//! External borrowing forms

use crate::{
    error::{AppError, AppResult, BusinessRule},
    models::{
        enums::FormStatus,
        external::{ApproveExternalForm, CreateExternalForm, ExternalBorrowingForm, ExternalFormDetails, ExternalItemsAction},
    },
    repository::Repository,
};

use super::{library::check_window_free, today, unique_ids};

#[derive(Clone)]
pub struct ExternalFormsService {
    repository: Repository,
}

impl ExternalFormsService {
    pub fn new(repository: Repository) -> Self {
        Self { repository }
    }

    pub async fn submit(&self, data: &CreateExternalForm) -> AppResult<ExternalFormDetails> {
        let day = today();
        if data.requested_borrow_date < day {
            return Err(AppError::Validation(
                "requested_borrow_date: must not be in the past".to_string(),
            ));
        }
        let item_ids = unique_ids(&data.item_ids);
        let items = self.repository.items.get_many(&item_ids).await?;
        if items.len() != item_ids.len() {
            return Err(AppError::NotFound("One or more items do not exist".to_string()));
        }
        if let Some(item) = items.iter().find(|i| !i.is_borrowable) {
            return Err(AppError::rule(
                BusinessRule::ItemNotAvailable,
                format!("{} cannot be borrowed", item.name),
            ));
        }

        let details = self.repository.external_forms.create(data, &item_ids, day).await?;
        tracing::info!(form_id = details.form.id, items = details.requested_items.len(), "External borrowing form submitted");
        Ok(details)
    }

    pub async fn list(&self, status: Option<FormStatus>) -> AppResult<Vec<ExternalBorrowingForm>> {
        self.repository.external_forms.list(status).await
    }

    pub async fn get(&self, id: i32) -> AppResult<ExternalFormDetails> {
        self.repository.external_forms.get(id).await
    }

    pub async fn approve(&self, id: i32, data: &ApproveExternalForm) -> AppResult<ExternalFormDetails> {
        let form = self.repository.external_forms.get_form(id).await?;
        require_status(&form, FormStatus::Unapproved, "approved")?;
        if data.due_date < form.requested_borrow_date {
            return Err(AppError::Validation(
                "due_date: must not be before the requested borrow date".to_string(),
            ));
        }
        let (start, end) = (form.requested_borrow_date, data.due_date);
        self.repository
            .external_forms
            .approve(
                id,
                data.due_date,
                data.librarian_comments.as_deref().unwrap_or(""),
                today(),
                |items, states| check_window_free(items, states, start, end),
            )
            .await?;
        tracing::info!(form_id = id, due_date = %data.due_date, "External borrowing form approved");
        self.get(id).await
    }

    pub async fn deny(&self, id: i32, comments: Option<&str>) -> AppResult<ExternalFormDetails> {
        let form = self.repository.external_forms.get_form(id).await?;
        require_status(&form, FormStatus::Unapproved, "denied")?;

        self.repository
            .external_forms
            .deny(id, comments.unwrap_or(""))
            .await?;
        tracing::info!(form_id = id, "External borrowing form denied");
        self.get(id).await
    }

    /// Hand over items of an approved form
    pub async fn mark_borrowed(&self, id: i32, action: &ExternalItemsAction, gatekeeper_id: i32) -> AppResult<ExternalFormDetails> {
        let form = self.repository.external_forms.get_form(id).await?;
        require_status(&form, FormStatus::Approved, "handed over")?;

        let updated = self
            .repository
            .external_forms
            .mark_borrowed(id, &action.record_ids, today(), gatekeeper_id, action.person_name.trim())
            .await?;
        if updated as usize != action.record_ids.len() {
            tracing::warn!(form_id = id, requested = action.record_ids.len(), updated, "Some item records were already out or not on this form");
        }
        self.get(id).await
    }

    /// Take back items; the form completes once everything is back
    pub async fn mark_returned(&self, id: i32, action: &ExternalItemsAction, gatekeeper_id: i32) -> AppResult<ExternalFormDetails> {
        let form = self.repository.external_forms.get_form(id).await?;
        require_status(&form, FormStatus::Approved, "returned")?;

        let updated = self
            .repository
            .external_forms
            .mark_returned(id, &action.record_ids, today(), gatekeeper_id, action.person_name.trim())
            .await?;
        if updated == 0 {
            return Err(AppError::rule(
                BusinessRule::AlreadyReturned,
                "None of these item records are out",
            ));
        }

        let records = self.repository.external_forms.item_records(id).await?;
        if records.iter().all(|r| r.date_returned.is_some()) {
            self.repository
                .external_forms
                .set_status(id, FormStatus::Completed)
                .await?;
            tracing::info!(form_id = id, "External borrowing form completed");
        }
        self.get(id).await
    }
}

fn require_status(form: &ExternalBorrowingForm, expected: FormStatus, action: &str) -> AppResult<()> {
    if form.form_status != expected {
        return Err(AppError::rule(
            BusinessRule::InvalidStatus,
            format!("Form {} cannot be {} in status {}", form.id, action, form.form_status),
        ));
    }
    Ok(())
}
//! Once-a-day bookkeeping for background jobs

use chrono::NaiveDate;
use sqlx::{Pool, Postgres};

use crate::error::AppResult;

#[derive(Clone)]
pub struct JobRunsRepository {
    pool: Pool<Postgres>,
}

impl JobRunsRepository {
    pub fn new(pool: Pool<Postgres>) -> Self {
        Self { pool }
    }

    /// Record that `job` runs on `day`. False if it already ran (or is running) that day.
    pub async fn claim(&self, job: &str, day: NaiveDate) -> AppResult<bool> {
        let result = sqlx::query("INSERT INTO job_runs (job, run_date) VALUES ($1, $2) ON CONFLICT DO NOTHING")
            .bind(job)
            .bind(day)
            .execute(&self.pool)
            .await?;
        Ok(result.rows_affected() == 1)
    }
}
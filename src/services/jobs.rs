//! Background work: the email worker and the periodic jobs

use std::{collections::BTreeMap, sync::Arc, time::Duration};

use chrono::{Days, NaiveDate, Utc};
use tokio::{
    task::JoinHandle,
    time::{Instant, Interval},
};

use crate::{
    config::{JobsConfig, SiteConfig},
    error::AppResult,
    models::borrow::BorrowRecordDetails,
};

use super::{
    email::{compose_blog_post, compose_due_reminder, EmailJob, Mailer},
    today, Services,
};

/// Seconds the worker blocks on the queue before checking again
const POP_TIMEOUT_SECS: u64 = 5;

/// `job_runs` key for the reminder and permission sync run
const DAILY_JOB: &str = "daily";

/// What happened to a job handed to the mailer
#[derive(Debug, PartialEq, Eq)]
pub enum Delivery {
    Sent,
    Retry(EmailJob),
    Dropped,
}

/// Send one job, deciding whether a failure goes back on the queue
pub async fn deliver(job: EmailJob, mailer: &dyn Mailer, max_attempts: u32) -> Delivery {
    match mailer.send(&job).await {
        Ok(()) => {
            tracing::debug!(to = %job.to, subject = %job.subject, "Email sent");
            Delivery::Sent
        }
        Err(e) => {
            let attempts = job.attempts + 1;
            if attempts >= max_attempts {
                tracing::error!(to = %job.to, attempts, error = %e, "Email dropped after repeated failures");
                Delivery::Dropped
            } else {
                tracing::warn!(to = %job.to, attempts, error = %e, "Email failed, will retry");
                Delivery::Retry(EmailJob { attempts, ..job })
            }
        }
    }
}

/// Like `tokio::time::interval`, but the first tick is one full period away
pub fn delayed_interval(period: Duration) -> Interval {
    tokio::time::interval_at(Instant::now() + period, period)
}

/// One reminder per member, listing all their items due that day
pub fn due_reminders(site: &SiteConfig, records: &[BorrowRecordDetails], due_word: &str) -> Vec<EmailJob> {
    let mut by_member: BTreeMap<i32, Vec<&BorrowRecordDetails>> = BTreeMap::new();
    for record in records {
        by_member
            .entry(record.record.borrowing_member_id)
            .or_default()
            .push(record);
    }

    by_member
        .values()
        .map(|records| {
            let first = records[0];
            compose_due_reminder(site, &first.member_email, &first.member_name, records, due_word)
        })
        .collect()
}

/// Periodic jobs and the email worker
pub struct Scheduler {
    services: Services,
    config: JobsConfig,
    site: SiteConfig,
    mailer: Arc<dyn Mailer>,
}

impl Scheduler {
    pub fn new(services: Services, config: JobsConfig, site: SiteConfig, mailer: Arc<dyn Mailer>) -> Self {
        Self {
            services,
            config,
            site,
            mailer,
        }
    }

    /// Start every background task; nothing runs when jobs are disabled
    pub fn spawn(self) -> Vec<JoinHandle<()>> {
        if !self.config.enabled {
            tracing::info!("Background jobs disabled");
            return Vec::new();
        }

        let me = Arc::new(self);
        let mut handles = Vec::new();

        let worker = me.clone();
        handles.push(tokio::spawn(async move { worker.run_email_worker().await }));

        let daily = me.clone();
        handles.push(tokio::spawn(async move {
            let mut checks = delayed_interval(Duration::from_secs(daily.config.daily_check_secs));
            loop {
                checks.tick().await;
                daily.run_daily().await;
            }
        }));

        let orders = me.clone();
        handles.push(tokio::spawn(async move {
            let mut interval = delayed_interval(Duration::from_secs(orders.config.email_orders_interval_secs));
            loop {
                interval.tick().await;
                if let Err(e) = orders.process_email_orders().await {
                    tracing::error!(error = %e, "Email order job failed");
                }
            }
        }));

        tracing::info!(
            daily_check_secs = me.config.daily_check_secs,
            email_orders_interval_secs = me.config.email_orders_interval_secs,
            "Background jobs started"
        );
        handles
    }

    /// Reminders and permission sync, at most once per calendar day
    async fn run_daily(&self) {
        let day = today();
        match self.services.repository.job_runs.claim(DAILY_JOB, day).await {
            Ok(true) => tracing::info!(%day, "Running daily jobs"),
            Ok(false) => return,
            Err(e) => {
                tracing::error!(error = %e, "Could not record the daily job run");
                return;
            }
        }
        for (offset, due_word) in [(1, "tomorrow"), (0, "today")] {
            if let Err(e) = self.send_due_reminders(day, offset, due_word).await {
                tracing::error!(error = %e, due_word, "Due date reminder job failed");
            }
        }
        if let Err(e) = self.sync_permissions(day).await {
            tracing::error!(error = %e, "Permission sync job failed");
        }
    }

    async fn run_email_worker(&self) {
        tracing::info!("Email worker started");
        loop {
            let job = match self.services.queue.pop(POP_TIMEOUT_SECS).await {
                Ok(Some(job)) => job,
                Ok(None) => continue,
                Err(e) => {
                    tracing::error!(error = %e, "Email queue unavailable");
                    tokio::time::sleep(Duration::from_secs(POP_TIMEOUT_SECS)).await;
                    continue;
                }
            };

            if let Delivery::Retry(job) = deliver(job, self.mailer.as_ref(), self.config.email_max_attempts).await {
                if let Err(e) = self.services.queue.push(&job).await {
                    tracing::error!(error = %e, to = %job.to, "Failed to re-queue email");
                }
            }
        }
    }

    /// Queue reminders for records due `offset_days` after `day`
    pub async fn send_due_reminders(&self, day: NaiveDate, offset_days: u64, due_word: &str) -> AppResult<usize> {
        let due = day.checked_add_days(Days::new(offset_days)).unwrap_or(day);
        let records = self.services.repository.borrows.due_on(due).await?;
        if records.is_empty() {
            tracing::info!(due_word, "No items due");
            return Ok(0);
        }

        let jobs = due_reminders(&self.site, &records, due_word);
        let queued = self.services.queue.push_all(&jobs).await?;
        tracing::info!(due_word, records = records.len(), reminders = queued, "Due date reminders queued");
        Ok(queued)
    }

    /// Queue emails for every ready blog order, then mark the orders sent
    pub async fn process_email_orders(&self) -> AppResult<usize> {
        let now = Utc::now();
        let blog = &self.services.repository.blog;
        let orders = blog.pending_orders(now).await?;

        let mut total = 0;
        for pending in orders.iter().filter(|o| o.is_ready(now)) {
            let recipients = self
                .services
                .repository
                .members
                .email_recipients(pending.order.audience, today())
                .await?;
            let jobs: Vec<EmailJob> = recipients
                .iter()
                .map(|m| compose_blog_post(&self.site, &m.email_address, &pending.post))
                .collect();
            let queued = self.services.queue.push_all(&jobs).await?;
            blog.mark_order_sent(pending.order.id, now).await?;

            tracing::info!(
                order_id = pending.order.id,
                post_id = pending.post.id,
                audience = %pending.order.audience,
                recipients = queued,
                "Email order sent"
            );
            total += queued;
        }
        Ok(total)
    }

    pub async fn sync_permissions(&self, day: NaiveDate) -> AppResult<()> {
        let report = self.services.accounts.sync_permissions(day).await?;
        if report.deactivated == 0 && report.staff_changed == 0 {
            tracing::info!(checked = report.checked, "No permissions to clean up");
        } else {
            tracing::info!(
                checked = report.checked,
                deactivated = report.deactivated,
                staff_changed = report.staff_changed,
                "Permissions cleaned up"
            );
        }
        Ok(())
    }
}

#[cfg(test)]
mod tests {
    use super::*;
    use crate::{
        error::AppError,
        models::borrow::BorrowRecord,
        services::email::MockMailer,
    };

    fn job() -> EmailJob {
        EmailJob::new("sam@example.com", "Hello", "Body")
    }

    #[test]
    fn test_successful_delivery() {
        let mut mailer = MockMailer::new();
        mailer.expect_send().times(1).returning(|_| Ok(()));
        assert_eq!(tokio_test::block_on(deliver(job(), &mailer, 3)), Delivery::Sent);
    }

    #[tokio::test]
    async fn test_failure_is_retried_with_attempt_count() {
        let mut mailer = MockMailer::new();
        mailer
            .expect_send()
            .returning(|_| Err(AppError::Email("relay down".into())));

        match deliver(job(), &mailer, 3).await {
            Delivery::Retry(retry) => assert_eq!(retry.attempts, 1),
            other => panic!("expected retry, got {:?}", other),
        }
    }

    #[tokio::test]
    async fn test_failure_dropped_at_max_attempts() {
        let mut mailer = MockMailer::new();
        mailer
            .expect_send()
            .returning(|_| Err(AppError::Email("relay down".into())));

        let tired = EmailJob { attempts: 2, ..job() };
        assert_eq!(deliver(tired, &mailer, 3).await, Delivery::Dropped);
    }

    #[tokio::test(start_paused = true)]
    async fn test_first_tick_waits_a_full_period() {
        let period = Duration::from_secs(3600);
        let start = Instant::now();
        let mut checks = delayed_interval(period);

        checks.tick().await;
        assert!(start.elapsed() >= period);

        checks.tick().await;
        assert!(start.elapsed() >= period * 2);
    }

    fn record(id: i32, member_id: i32, item: &str) -> BorrowRecordDetails {
        let day = NaiveDate::from_ymd_opt(2021, 5, 3).unwrap();
        BorrowRecordDetails {
            record: BorrowRecord {
                id,
                borrowing_member_id: member_id,
                item_id: id,
                date_borrowed: day,
                due_date: day,
                auth_gatekeeper_borrow_id: None,
                auth_gatekeeper_return_id: None,
                date_returned: None,
                member_address: String::new(),
                member_phone_number: String::new(),
                verified_returned: false,
            },
            item_name: item.to_string(),
            member_name: format!("Member {}", member_id),
            member_email: format!("m{}@example.com", member_id),
        }
    }

    #[test]
    fn test_reminders_grouped_per_member() {
        let site = SiteConfig {
            club_name: "Unigames".into(),
            base_url: "http://localhost".into(),
        };
        let records = vec![record(1, 5, "Catan"), record(2, 6, "Dune"), record(3, 5, "Azul")];
        let jobs = due_reminders(&site, &records, "tomorrow");

        assert_eq!(jobs.len(), 2);
        let first = jobs.iter().find(|j| j.to == "m5@example.com").unwrap();
        assert!(first.body.contains("Catan"));
        assert!(first.body.contains("Azul"));
        assert!(first.subject.contains("tomorrow"));
    }
}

::::::::

Assigned task:
When a line in the records above contains the word "JobsConfig", copy it.

Task solution:
    config::{JobsConfig, SiteConfig},
    config: JobsConfig,
    pub fn new(services: Services, config: JobsConfig, site: SiteConfig, mailer: Arc<dyn Mailer>) -> Self {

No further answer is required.